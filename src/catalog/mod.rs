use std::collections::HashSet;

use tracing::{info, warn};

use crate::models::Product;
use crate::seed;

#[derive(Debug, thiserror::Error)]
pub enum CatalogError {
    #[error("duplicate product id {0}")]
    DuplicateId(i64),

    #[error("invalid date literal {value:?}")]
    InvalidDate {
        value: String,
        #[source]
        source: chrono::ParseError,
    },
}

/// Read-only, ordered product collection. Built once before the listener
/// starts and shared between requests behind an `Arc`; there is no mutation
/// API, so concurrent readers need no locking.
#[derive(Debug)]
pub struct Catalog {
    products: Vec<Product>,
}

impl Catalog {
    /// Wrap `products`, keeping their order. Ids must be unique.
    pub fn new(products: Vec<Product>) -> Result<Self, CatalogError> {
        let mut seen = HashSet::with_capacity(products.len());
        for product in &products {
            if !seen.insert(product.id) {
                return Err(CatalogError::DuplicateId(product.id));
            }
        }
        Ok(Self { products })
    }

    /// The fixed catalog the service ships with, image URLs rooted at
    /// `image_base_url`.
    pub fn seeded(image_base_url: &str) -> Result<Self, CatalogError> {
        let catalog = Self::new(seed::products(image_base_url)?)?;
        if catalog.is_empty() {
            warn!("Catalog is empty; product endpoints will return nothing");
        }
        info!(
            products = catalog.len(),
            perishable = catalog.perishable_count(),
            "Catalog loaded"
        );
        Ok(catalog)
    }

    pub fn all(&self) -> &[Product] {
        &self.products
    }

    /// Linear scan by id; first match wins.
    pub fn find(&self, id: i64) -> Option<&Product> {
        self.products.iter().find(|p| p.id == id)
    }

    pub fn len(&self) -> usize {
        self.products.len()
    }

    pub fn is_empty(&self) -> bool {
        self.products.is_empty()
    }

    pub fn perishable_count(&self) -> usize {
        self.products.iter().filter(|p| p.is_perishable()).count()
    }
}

| PROBLEM REQUIREMENTS |
Keep to the lines above, from the first one through the line where "first match wins." appears, and copy them exactly.

| TASK RESULT |
filename src/catalog/mod.rs
use std::collections::HashSet;

use tracing::{info, warn};

use crate::models::Product;
use crate::seed;

#[derive(Debug, thiserror::Error)]
pub enum CatalogError {
    #[error("duplicate product id {0}")]
    DuplicateId(i64),

    #[error("invalid date literal {value:?}")]
    InvalidDate {
        value: String,
        #[source]
        source: chrono::ParseError,
    },
}

/// Read-only, ordered product collection. Built once before the listener
/// starts and shared between requests behind an `Arc`; there is no mutation
/// API, so concurrent readers need no locking.
#[derive(Debug)]
pub struct Catalog {
    products: Vec<Product>,
}

impl Catalog {
    /// Wrap `products`, keeping their order. Ids must be unique.
    pub fn new(products: Vec<Product>) -> Result<Self, CatalogError> {
        let mut seen = HashSet::with_capacity(products.len());
        for product in &products {
            if !seen.insert(product.id) {
                return Err(CatalogError::DuplicateId(product.id));
            }
        }
        Ok(Self { products })
    }

    /// The fixed catalog the service ships with, image URLs rooted at
    /// `image_base_url`.
    pub fn seeded(image_base_url: &str) -> Result<Self, CatalogError> {
        let catalog = Self::new(seed::products(image_base_url)?)?;
        if catalog.is_empty() {
            warn!("Catalog is empty; product endpoints will return nothing");
        }
        info!(
            products = catalog.len(),
            perishable = catalog.perishable_count(),
            "Catalog loaded"
        );
        Ok(catalog)
    }

    pub fn all(&self) -> &[Product] {
        &self.products
    }

    /// Linear scan by id; first match wins.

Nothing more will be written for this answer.